Experimental Setup Overview
Ninety milk samples were sourced from local markets in Nanjing, China, and purchased over two months from nine supermarkets. Ultrapure water from Millipore was used to prepare all aqueous solutions. Each milk sample underwent dilution and mixing with SA matrix solution before being applied to stainless steel target plates for drying.
The analysts analyzed using an applied biosystems sciex (AB Sciex) 4800 Plus MALDI-TOF/TOF mass spectrometer in positive ion linear mode with a 355 nm Nd: YAG laser. The team processed mass spectral data into a structured comma-separated file (CSV) for analysis within a Python environment.
The principal component analysis (PCA) visualized dataset structure, while LASSO, chi-squared, Pearson correlation, information gain, analysis of variance, and elastic net identified discriminatory features. SVM models were trained on selected features to classify milk types, optimizing hyperparameters via grid search cross-validation (GridSearchCV) for accuracy, AIC, and BIC evaluation.
Milk Differentiation Study
This study's objective was to utilize molecular mass data to evaluate the chemical compositions of two types of milk. The goal was to differentiate organic milk (OM) from conventional milk (CM) based on these molecular profiles. Milk samples underwent dilution with ultrapure water, mixing with an SA matrix solution, and analysis using MALDI-TOF MS in positive ion linear mode across a mass range of 1500 Da to 30 kDa.

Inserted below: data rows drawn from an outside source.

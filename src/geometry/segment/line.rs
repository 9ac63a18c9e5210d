use crate::error::{GeometryError, Result};
use crate::math::{Point2, Vector2, TOLERANCE};

use super::{PathPoint, PathSegment};

/// A straight segment between two points.
///
/// The parametric form is: `P(t) = start + t * (end - start)`, so `t` is
/// already proportional to arc length.
#[derive(Debug, Clone)]
pub struct Line {
    start: Point2,
    end: Point2,
}

impl Line {
    /// Creates a new line segment.
    ///
    /// # Errors
    ///
    /// Returns an error if the endpoints coincide.
    pub fn new(start: Point2, end: Point2) -> Result<Self> {
        if (end - start).norm() < TOLERANCE {
            return Err(GeometryError::Degenerate("line endpoints coincide".into()).into());
        }
        Ok(Self { start, end })
    }

    /// Returns the constant direction `end - start`.
    #[must_use]
    pub fn direction(&self) -> Vector2 {
        self.end - self.start
    }
}

impl PathSegment for Line {
    fn length(&self) -> f64 {
        self.direction().norm()
    }

    fn start(&self) -> Point2 {
        self.start
    }

    fn end(&self) -> Point2 {
        self.end
    }

    fn pathpoint_at_t(&self, t: f64) -> Result<PathPoint> {
        GeometryError::check_range("t", t, 0.0, 1.0)?;
        let direction = self.direction();
        Ok(PathPoint {
            t,
            position: self.start + direction * t,
            tangent: direction,
            curvature: 0.0,
            distance: t * direction.norm(),
        })
    }

    fn t_at_length(&self, distance: f64) -> Result<f64> {
        let length = self.length();
        GeometryError::check_range("distance", distance, 0.0, length)?;
        Ok(distance / length)
    }

    fn length_at_t(&self, t: f64) -> Result<f64> {
        GeometryError::check_range("t", t, 0.0, 1.0)?;
        Ok(t * self.length())
    }
}
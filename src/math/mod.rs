use std::f64::consts::TAU;

/// 2D point type.
pub type Point2 = nalgebra::Point2<f64>;

/// 2D vector type.
pub type Vector2 = nalgebra::Vector2<f64>;

/// 2D rotation type.
pub type Rotation2 = nalgebra::Rotation2<f64>;

/// Global geometric tolerance for floating-point comparisons.
pub const TOLERANCE: f64 = 1e-10;

/// 2D cross product `a.x * b.y - a.y * b.x`.
///
/// Positive when `b` lies counter-clockwise (to the left) of `a` in a y-up frame.
#[must_use]
pub fn cross_2d(a: &Vector2, b: &Vector2) -> f64 {
    a.perp(b)
}

/// Polar angle of `v` in `(-π, π]`.
#[must_use]
pub fn polar_angle(v: &Vector2) -> f64 {
    v.y.atan2(v.x)
}

/// Wraps an angle into `[0, 2π)`.
#[must_use]
pub fn normalize_angle(angle: f64) -> f64 {
    let wrapped = angle.rem_euclid(TAU);
    // rem_euclid can round up to exactly TAU for tiny negative inputs.
    if wrapped >= TAU {
        0.0
    } else {
        wrapped
    }
}

/// Rotates `v` counter-clockwise by `angle` radians.
#[must_use]
pub fn rotate(v: &Vector2, angle: f64) -> Vector2 {
    Rotation2::new(angle) * *v
}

Representative spectra displayed distinct peaks corresponding to known milk proteins, revealing consistent patterns with minor intensity variations between OM and CM. This approach highlighted the potential of MALDI-TOF MS for identifying milk types based on protein quantification, albeit with complexities in standardization compared to statistical methods.
PCA was used to show the heterogeneity within the MALDI-TOF MS data set. A 2D PCA score plot demonstrated a reasonable separation between OM and CM samples, primarily driven by PC1, which accounted for 77% of the variance. While the plot indicated the potential for distinguishing milk types, some overlap was observed, suggesting nuances in protein profiles that statistical methods could elucidate.

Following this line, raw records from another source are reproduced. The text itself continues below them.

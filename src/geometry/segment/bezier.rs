use crate::config::{SamplingConfig, BEZIER_RESOLUTION};
use crate::error::{GeometryError, Result};
use crate::math::{cross_2d, Point2, Vector2, TOLERANCE};

use super::table::DistanceTable;
use super::{PathPoint, PathSegment};

/// Control polygon of a quadratic or cubic Bézier curve.
#[derive(Debug, Clone, Copy, PartialEq)]
pub enum ControlPoints {
    Quadratic([Point2; 3]),
    Cubic([Point2; 4]),
}

impl ControlPoints {
    /// Position `B(t)` in the Bernstein basis.
    #[must_use]
    pub fn position(&self, t: f64) -> Point2 {
        let mt = 1.0 - t;
        match self {
            Self::Quadratic([p0, p1, p2]) => Point2::from(
                p0.coords * (mt * mt) + p1.coords * (2.0 * mt * t) + p2.coords * (t * t),
            ),
            Self::Cubic([p0, p1, p2, p3]) => Point2::from(
                p0.coords * (mt * mt * mt)
                    + p1.coords * (3.0 * mt * mt * t)
                    + p2.coords * (3.0 * mt * t * t)
                    + p3.coords * (t * t * t),
            ),
        }
    }

    /// First derivative `B'(t)`.
    #[must_use]
    pub fn derivative(&self, t: f64) -> Vector2 {
        let mt = 1.0 - t;
        match self {
            Self::Quadratic([p0, p1, p2]) => (p1 - p0) * (2.0 * mt) + (p2 - p1) * (2.0 * t),
            Self::Cubic([p0, p1, p2, p3]) => {
                (p1 - p0) * (3.0 * mt * mt) + (p2 - p1) * (6.0 * mt * t) + (p3 - p2) * (3.0 * t * t)
            }
        }
    }

    /// Second derivative `B''(t)`.
    #[must_use]
    pub fn second_derivative(&self, t: f64) -> Vector2 {
        match self {
            Self::Quadratic([p0, p1, p2]) => (p2.coords - p1.coords * 2.0 + p0.coords) * 2.0,
            Self::Cubic([p0, p1, p2, p3]) => {
                (p2.coords - p1.coords * 2.0 + p0.coords) * (6.0 * (1.0 - t))
                    + (p3.coords - p2.coords * 2.0 + p1.coords) * (6.0 * t)
            }
        }
    }

    /// Signed curvature `(B' × B'') / |B'|³`.
    ///
    /// Where the derivative vanishes the result is an infinity carrying the
    /// sign of the numerator.
    #[must_use]
    pub fn curvature(&self, t: f64) -> f64 {
        let d = self.derivative(t);
        let dd = self.second_derivative(t);
        let numerator = cross_2d(&d, &dd);
        let denominator = d.norm().powi(3);
        if denominator <= 0.0 {
            if numerator < 0.0 {
                f64::NEG_INFINITY
            } else {
                f64::INFINITY
            }
        } else {
            numerator / denominator
        }
    }

    fn first(&self) -> Point2 {
        match self {
            Self::Quadratic(p) => p[0],
            Self::Cubic(p) => p[0],
        }
    }

    fn last(&self) -> Point2 {
        match self {
            Self::Quadratic(p) => p[2],
            Self::Cubic(p) => p[3],
        }
    }
}

/// A quadratic or cubic Bézier segment.
///
/// Arc length is approximated by a table of cumulative chord lengths at
/// uniformly spaced `t`, built once at construction. Distances between table
/// entries are interpolated linearly, so lookups carry an error that shrinks
/// with the table resolution.
#[derive(Debug, Clone)]
pub struct BezierCurve {
    control_points: ControlPoints,
    table: DistanceTable,
    length: f64,
}

impl BezierCurve {
    /// Creates a curve from 3 (quadratic) or 4 (cubic) control points.
    ///
    /// # Errors
    ///
    /// Returns an error if the number of control points is not 3 or 4, or the
    /// curve has zero length.
    pub fn new(points: &[Point2]) -> Result<Self> {
        Self::with_resolution(points, BEZIER_RESOLUTION)
    }

    /// Creates a quadratic curve.
    ///
    /// # Errors
    ///
    /// Returns an error if the curve has zero length.
    pub fn quadratic(start: Point2, control: Point2, end: Point2) -> Result<Self> {
        Self::new(&[start, control, end])
    }

    /// Creates a cubic curve.
    ///
    /// # Errors
    ///
    /// Returns an error if the curve has zero length.
    pub fn cubic(start: Point2, c1: Point2, c2: Point2, end: Point2) -> Result<Self> {
        Self::new(&[start, c1, c2, end])
    }

    /// Creates a curve using the configured table resolution.
    ///
    /// # Errors
    ///
    /// Returns an error if the number of control points is not 3 or 4, or the
    /// curve has zero length.
    pub fn with_config(points: &[Point2], config: &SamplingConfig) -> Result<Self> {
        Self::with_resolution(points, config.bezier_resolution)
    }

    /// Creates a curve whose distance table has `resolution` steps.
    ///
    /// # Errors
    ///
    /// Returns an error if the number of control points is not 3 or 4, or the
    /// curve has zero length.
    #[allow(clippy::cast_precision_loss)]
    pub fn with_resolution(points: &[Point2], resolution: usize) -> Result<Self> {
        let control_points = match *points {
            [p0, p1, p2] => ControlPoints::Quadratic([p0, p1, p2]),
            [p0, p1, p2, p3] => ControlPoints::Cubic([p0, p1, p2, p3]),
            _ => {
                return Err(GeometryError::Degenerate(format!(
                    "bezier curve needs 3 or 4 control points, got {}",
                    points.len()
                ))
                .into())
            }
        };

        let resolution = resolution.max(1);
        let table = DistanceTable::from_samples(
            (0..=resolution).map(|i| control_points.position(i as f64 / resolution as f64)),
        );
        let length = table.total();
        if length < TOLERANCE {
            return Err(
                GeometryError::Degenerate("bezier control points produce zero length".into())
                    .into(),
            );
        }
        tracing::trace!(resolution, length, "built bezier distance table");

        Ok(Self {
            control_points,
            table,
            length,
        })
    }

    /// Returns the control polygon.
    #[must_use]
    pub fn control_points(&self) -> &ControlPoints {
        &self.control_points
    }

    /// Returns the curvature at `t`.
    ///
    /// # Errors
    ///
    /// Returns an error if `t` lies outside `[0, 1]`.
    pub fn curvature(&self, t: f64) -> Result<f64> {
        GeometryError::check_range("t", t, 0.0, 1.0)?;
        Ok(self.control_points.curvature(t))
    }

    #[allow(clippy::cast_precision_loss)]
    fn steps(&self) -> f64 {
        self.table.steps() as f64
    }
}

impl PathSegment for BezierCurve {
    fn length(&self) -> f64 {
        self.length
    }

    fn start(&self) -> Point2 {
        self.control_points.first()
    }

    fn end(&self) -> Point2 {
        self.control_points.last()
    }

    fn pathpoint_at_t(&self, t: f64) -> Result<PathPoint> {
        GeometryError::check_range("t", t, 0.0, 1.0)?;
        Ok(PathPoint {
            t,
            position: self.control_points.position(t),
            tangent: self.control_points.derivative(t),
            curvature: self.control_points.curvature(t),
            distance: self.table.distance_at(t * self.steps()),
        })
    }

    fn t_at_length(&self, distance: f64) -> Result<f64> {
        GeometryError::check_range("distance", distance, 0.0, self.length)?;
        Ok((self.table.position_of(distance) / self.steps()).min(1.0))
    }

    fn length_at_t(&self, t: f64) -> Result<f64> {
        GeometryError::check_range("t", t, 0.0, 1.0)?;
        Ok(self.table.distance_at(t * self.steps()))
    }
}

Six different techniques were used to select features from the intricate mass spectrometric data. This method illustrated the efficacy of LASSO in feature selection and was crucial for identifying discriminative mass spectrometric peaks essential for developing SVM models to classify OM and CM samples. These peaks were further analyzed to understand their significance in differentiating milk types, emphasizing their potential as markers influenced by farming practices and environmental factors.

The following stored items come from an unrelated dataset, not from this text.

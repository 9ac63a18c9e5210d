//! Samples a rounded slot outline at a fixed pitch and prints the samples.
//!
//! Run with `RUST_LOG=pathsample=debug` to see table construction and cache use.

use pathsample::math::Point2;
use pathsample::{ArcFlags, BezierCurve, EllipticArc, Line, SegmentChain};

fn main() -> pathsample::Result<()> {
    let env_filter = tracing_subscriber::EnvFilter::from_default_env()
        .add_directive(tracing_subscriber::filter::LevelFilter::WARN.into());
    tracing_subscriber::fmt().with_env_filter(env_filter).init();

    let mut outline = SegmentChain::default();
    outline.push(Line::new(Point2::new(0.0, 0.0), Point2::new(40.0, 0.0))?);
    outline.push(EllipticArc::new(
        Point2::new(40.0, 0.0),
        Point2::new(40.0, 20.0),
        10.0,
        10.0,
        0.0,
        ArcFlags::new(true, false),
    )?);
    outline.push(BezierCurve::cubic(
        Point2::new(40.0, 20.0),
        Point2::new(30.0, 30.0),
        Point2::new(10.0, 10.0),
        Point2::new(0.0, 20.0),
    )?);
    outline.push(EllipticArc::new(
        Point2::new(0.0, 20.0),
        Point2::new(0.0, 0.0),
        12.0,
        10.0,
        0.0,
        ArcFlags::new(true, false),
    )?);

    let pitch = 5.0;
    println!("outline length {:.4}, pitch {pitch}", outline.length());
    for sample in outline.subdivide(pitch)? {
        let p = sample.point;
        println!(
            "seg {}  s={:>8.4}  t={:.4}  pos=({:>8.4}, {:>8.4})  curvature={:.5}",
            sample.segment, sample.distance, p.t, p.position.x, p.position.y, p.curvature
        );
    }
    Ok(())
}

To summarize, integrating MALDI-TOF MS with ML techniques, particularly LASSO for feature selection, effectively characterizes and distinguishes between OM and CM based on their molecular profiles. The study underscores the importance of selected mass spectrometric features in reflecting nuanced differences in protein composition, which are essential for milk authentication and quality assurance in the dairy industry.
Conclusion
In conclusion, the study established a method integrating MALDI-TOF MS profiling and ML to discriminate between milk products rapidly. The LASSO model outperformed other methods in selecting six key features (m/z 9445, 8006, 8002, 3108, 18655, 3479) crucial for distinguishing OM from CM. Statistical analysis revealed differences in mass spectrometry intensity between OM and CM, suggesting these features as potential markers for quality control in the dairy industry.
Subsequent investigations are intended to validate these markers and elucidate their biological significance in the context of milk product differentiation. This approach holds the potential for extending its application to enhance food quality assurance practices across diverse geographical regions and various food product categories. The insights gleaned from this study contribute significantly to developing robust tools for authenticating and ensuring the quality control of food products, thereby addressing critical consumers and industries.